Fin dai primi tempi (ci sono indicazioni che il Pi greco fosse già noto ai babilonesi nel 2000 a.C.) sono stati compiuti sforzi per stabilirne il valore nel modo più accurato possibile. In particolare, uno dei primi a portare frutto fu quello di Archimede di Siracusa (287 – 212 a.C.), che progettò un metodo per limitare il valore di questa rara costante.

Archimede usava poligoni che erano inscritti (quelli situati all’interno della circonferenza) e circoscritti (quelli che contenevano la circonferenza all’interno). In questo modo il valore del perimetro della circonferenza sarebbe sempre compreso tra il perimetro del poligono inscritto e quello del poligono circoscritto. Aggiungendo sempre più lati ai poligoni, Archimede è riuscito a dare un range di valori per Pi greco, che aveva un errore massimo dello 0,040% sul valore reale… dai, chiudi, chiudi.

Poligoni inscritti e circoscritti in cerchi
Metodo di Archimede per l’approssimazione di pi. Wikipedia Commons

All’idea di Archimede ne seguirono molte altre di natura molto diversa, alcune anche dal punto di vista probabilistico e statistico, come fu il caso di Georges-Luis Leclerc (1707-1788), il conte di Buffon.

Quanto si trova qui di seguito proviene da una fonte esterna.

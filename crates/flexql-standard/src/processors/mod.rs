//! Standard rewriting passes.

mod boolean_modifiers;
mod boost;


use flexql_core::QueryNodeProcessorPipeline;

pub use boolean_modifiers::BooleanModifiersProcessor;
pub use boost::BoostProcessor;

/// Passes for trees produced by the precedence parser, in run order:
/// boolean modifiers, then field boosts.
pub fn precedence_pipeline() -> QueryNodeProcessorPipeline {
    QueryNodeProcessorPipeline::new()
        .with(BooleanModifiersProcessor::new())
        .with(BoostProcessor::new())
}
//! Per-session configuration registry and field-config listeners.

use std::any::Any;
use std::cell::RefCell;
use std::fmt;
use std::sync::Arc;

use indexmap::IndexMap;

use crate::Result;

use super::{ConfigKey, ConfigMap, FieldConfig};

/// Observer invoked the first time a field's configuration is requested.
///
/// Listeners run in registration order; a later listener sees what earlier
/// ones wrote and may overwrite it.
pub trait FieldConfigListener: Send + Sync {
    fn build_field_config(
        &self,
        field_config: &mut FieldConfig,
        config: &QueryConfigHandler,
    ) -> Result<()>;
}

impl<F> FieldConfigListener for F
where
    F: Fn(&mut FieldConfig, &QueryConfigHandler) -> Result<()> + Send + Sync,
{
    fn build_field_config(
        &self,
        field_config: &mut FieldConfig,
        config: &QueryConfigHandler,
    ) -> Result<()> {
        self(field_config, config)
    }
}

/// Configuration registry for one parse session.
///
/// Populated by the caller before processing; passes only read from it.
/// Field configs are built lazily and cached. Any write through `&mut self`
/// drops the cache, so cached configs always reflect the current settings.
///
/// The cache uses a `RefCell`: a handler can move between threads but must
/// not be shared by concurrent pipeline runs.
#[derive(Default)]
pub struct QueryConfigHandler {
    values: ConfigMap,
    listeners: Vec<Box<dyn FieldConfigListener>>,
    field_configs: RefCell<IndexMap<String, Arc<FieldConfig>>>,
}

impl QueryConfigHandler {
    /// Empty registry: no settings, no listeners.
    pub fn new() -> Self {
        Self::default()
    }

    /// # Panics
    /// Panics if the key holds a value of another type.
    pub fn get<T: Any>(&self, key: &ConfigKey<T>) -> Option<&T> {
        self.values.get(key)
    }

    pub fn try_get<T: Any>(&self, key: &ConfigKey<T>) -> Result<Option<&T>> {
        self.values.try_get(key)
    }

    pub fn has<T>(&self, key: &ConfigKey<T>) -> bool {
        self.values.has(key)
    }

    pub fn set<T: Any + Send + Sync>(&mut self, key: &ConfigKey<T>, value: T) {
        self.values.set(key, value);
        self.field_configs.get_mut().clear();
    }

    pub fn unset<T>(&mut self, key: &ConfigKey<T>) -> bool {
        let removed = self.values.unset(key);
        self.field_configs.get_mut().clear();
        removed
    }

    pub fn values(&self) -> &ConfigMap {
        &self.values
    }

    /// Append a listener. Order of registration is order of invocation.
    pub fn add_field_config_listener(&mut self, listener: impl FieldConfigListener + 'static) {
        self.listeners.push(Box::new(listener));
        self.field_configs.get_mut().clear();
    }

    pub fn listener_count(&self) -> usize {
        self.listeners.len()
    }

    /// Number of fields whose config is currently cached.
    pub fn cached_field_count(&self) -> usize {
        self.field_configs.borrow().len()
    }

    /// Configuration of `field`, built by the listeners on first request.
    ///
    /// A listener error aborts construction, is returned unchanged and leaves
    /// nothing cached for the field.
    pub fn get_field_config(&self, field: &str) -> Result<Arc<FieldConfig>> {
        if let Some(cached) = self.field_configs.borrow().get(field) {
            tracing::trace!(field, "field config served from cache");
            return Ok(Arc::clone(cached));
        }

        tracing::trace!(
            field,
            listeners = self.listeners.len(),
            "building field config"
        );

        let mut field_config = FieldConfig::new(field);
        for listener in &self.listeners {
            listener.build_field_config(&mut field_config, self)?;
        }

        let mut cache = self.field_configs.borrow_mut();
        let cached = cache
            .entry(field.to_owned())
            .or_insert_with(|| Arc::new(field_config));
        Ok(Arc::clone(cached))
    }
}

impl fmt::Debug for QueryConfigHandler {
    fn fmt(&self, f: &mut fmt::Formatter<'_>) -> fmt::Result {
        f.debug_struct("QueryConfigHandler")
            .field("values", &self.values)
            .field("listeners", &self.listeners.len())
            .field("cached_fields", &self.field_configs.borrow().len())
            .finish()
    }
}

In particolare, Leclerc ha trovato il numero Pi greco mentre cercava di determinare quanto fosse probabile che lanciando un ago su una serie di linee parallele lo facesse atterrare trasversalmente su una delle linee. Dopo vari calcoli, concluse che se le linee erano separate dalla stessa distanza della lunghezza dell’ago, questa probabilità era 2 divisa per Pi greco. In questo modo era facile approssimare il Pi greco lanciando molti aghi, osservando la proporzione di questi che tagliavano effettivamente le linee parallele e confrontandola con la probabilità esatta.

Tuttavia, con l’arrivo dell’era dei computer, è apparsa la quinta stranezza di Pi greco, essendo un numero calcolabile. In particolare, Alan Turing, già nel 1936, definì che un numero è calcolabile se esiste un algoritmo che ci permette di approssimarne il valore con un numero di cifre decimali predeterminate.

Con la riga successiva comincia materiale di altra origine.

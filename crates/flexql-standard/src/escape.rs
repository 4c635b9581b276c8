//! Standard escaping rules.
//!
//! Escaping happens in two steps. Backslashes and the wildcards `*` `?` are
//! escaped everywhere. Then the context decides: a quoted phrase only needs
//! `"` escaped, while a bare term also escapes syntax characters, whitespace,
//! a leading `+`/`-`/`@` and whole-word operator keywords.
//!
//! `discard_escape_chars` undoes any of this.

use flexql_core::{EscapeContext, EscapeQuerySyntax};

const ESCAPE: char = '\\';

const WILDCARD_CHARS: &[char] = &['*', '?'];

const QUOTED_CHARS: &[char] = &['"'];

const TERM_CHARS: &[char] = &[
    '"', '<', '>', '=', '!', '(', ')', '^', '[', '{', ':', ']', '}', '~',
];

const TERM_FIRST_CHARS: &[char] = &['+', '-', '@'];

const WHITESPACE_CHARS: &[char] = &[' ', '\t', '\n', '\r', '\u{c}', '\u{8}', '\u{3000}'];

const RESERVED_WORDS: &[&str] = &[
    "AND",
    "OR",
    "NOT",
    "TO",
    "WITHIN",
    "SENTENCE",
    "PARAGRAPH",
    "INORDER",
];

/// Escaper producing text the standard syntax parses back verbatim.
#[derive(Clone, Copy, Debug, Default)]
pub struct StandardEscaper;

impl EscapeQuerySyntax for StandardEscaper {
    fn escape(&self, text: &str, context: EscapeContext) -> String {
        if text.is_empty() {
            return String::new();
        }
        let base = escape_chars(text, |c| c == ESCAPE || WILDCARD_CHARS.contains(&c));
        match context {
            EscapeContext::Quoted => escape_chars(&base, |c| QUOTED_CHARS.contains(&c)),
            EscapeContext::Normal => escape_term(&base),
        }
    }
}

fn escape_term(text: &str) -> String {
    let mut out = escape_chars(text, |c| {
        TERM_CHARS.contains(&c) || WHITESPACE_CHARS.contains(&c)
    });

    if out.starts_with(TERM_FIRST_CHARS) {
        out.insert(0, ESCAPE);
    }

    if RESERVED_WORDS
        .iter()
        .any(|word| out.eq_ignore_ascii_case(word))
    {
        out.insert(0, ESCAPE);
    }

    out
}

fn escape_chars(text: &str, needs_escape: impl Fn(char) -> bool) -> String {
    let mut out = String::with_capacity(text.len());
    for c in text.chars() {
        if needs_escape(c) {
            out.push(ESCAPE);
        }
        out.push(c);
    }
    out
}

/// Failure to undo escaping. Offsets are byte positions of the backslash.
#[derive(Debug, Clone, PartialEq, Eq, thiserror::Error)]
pub enum EscapeError {
    #[error("truncated escape sequence at offset {offset}")]
    TruncatedEscape { offset: usize },

    #[error("truncated unicode escape sequence at offset {offset}")]
    TruncatedUnicodeEscape { offset: usize },

    #[error("invalid unicode escape sequence `{sequence}` at offset {offset}")]
    InvalidUnicodeEscape { offset: usize, sequence: String },
}

/// Remove escape characters: `\x` becomes `x`, `\uXXXX` the code point it names.
pub fn discard_escape_chars(text: &str) -> Result<String, EscapeError> {
    let mut out = String::with_capacity(text.len());
    let mut chars = text.char_indices();

    while let Some((offset, c)) = chars.next() {
        if c != ESCAPE {
            out.push(c);
            continue;
        }

        match chars.next() {
            None => return Err(EscapeError::TruncatedEscape { offset }),
            Some((_, 'u')) => {
                let digits: String = chars.by_ref().take(4).map(|(_, c)| c).collect();
                if digits.chars().count() < 4 {
                    return Err(EscapeError::TruncatedUnicodeEscape { offset });
                }
                let decoded = u32::from_str_radix(&digits, 16)
                    .ok()
                    .filter(|_| digits.chars().all(|c| c.is_ascii_hexdigit()))
                    .and_then(char::from_u32)
                    .ok_or_else(|| EscapeError::InvalidUnicodeEscape {
                        offset,
                        sequence: format!("\\u{digits}"),
                    })?;
                out.push(decoded);
            }
            Some((_, escaped)) => out.push(escaped),
        }
    }

    Ok(out)
}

Sono stati calcolati 63 trilioni di decimali del Pi greco

Seguendo questa premessa, nel 1949 una macchina ENIAC riuscì a battere il record stabilito fino ad oggi dagli esseri umani e calcolare i primi 2037 decimali del Pi greco, dando il via a una corsa che ha raggiunto i 63 miliardi di cifre (europee). nel 2021 da un team dell’Università di scienze applicate del cantone svizzero dei Grigioni.

Ma il Pi greco non è solo una curiosa entità matematica che ha radunato le corde del pensiero umano fin dai tempi antichi. Il Pi greco è, come ci assicura Rhett Alainun numero sorprendente che appare naturalmente dove meno ce lo aspettiamo: nella stima della nostra posizione tramite GPS, nel movimento del pendolo di un orologio da parete o anche nel modo in cui un assistente vocale, è in grado di riconoscere che l’utente desidera, ad esempio, che gli venga raccontata una barzelletta.

Ma, soprattutto, il Pi greco è la scusa perfetta per celebrare la matematica e tutto ciò che ci regala ogni 14 marzo. Buona Giornata Internazionale della Matematica!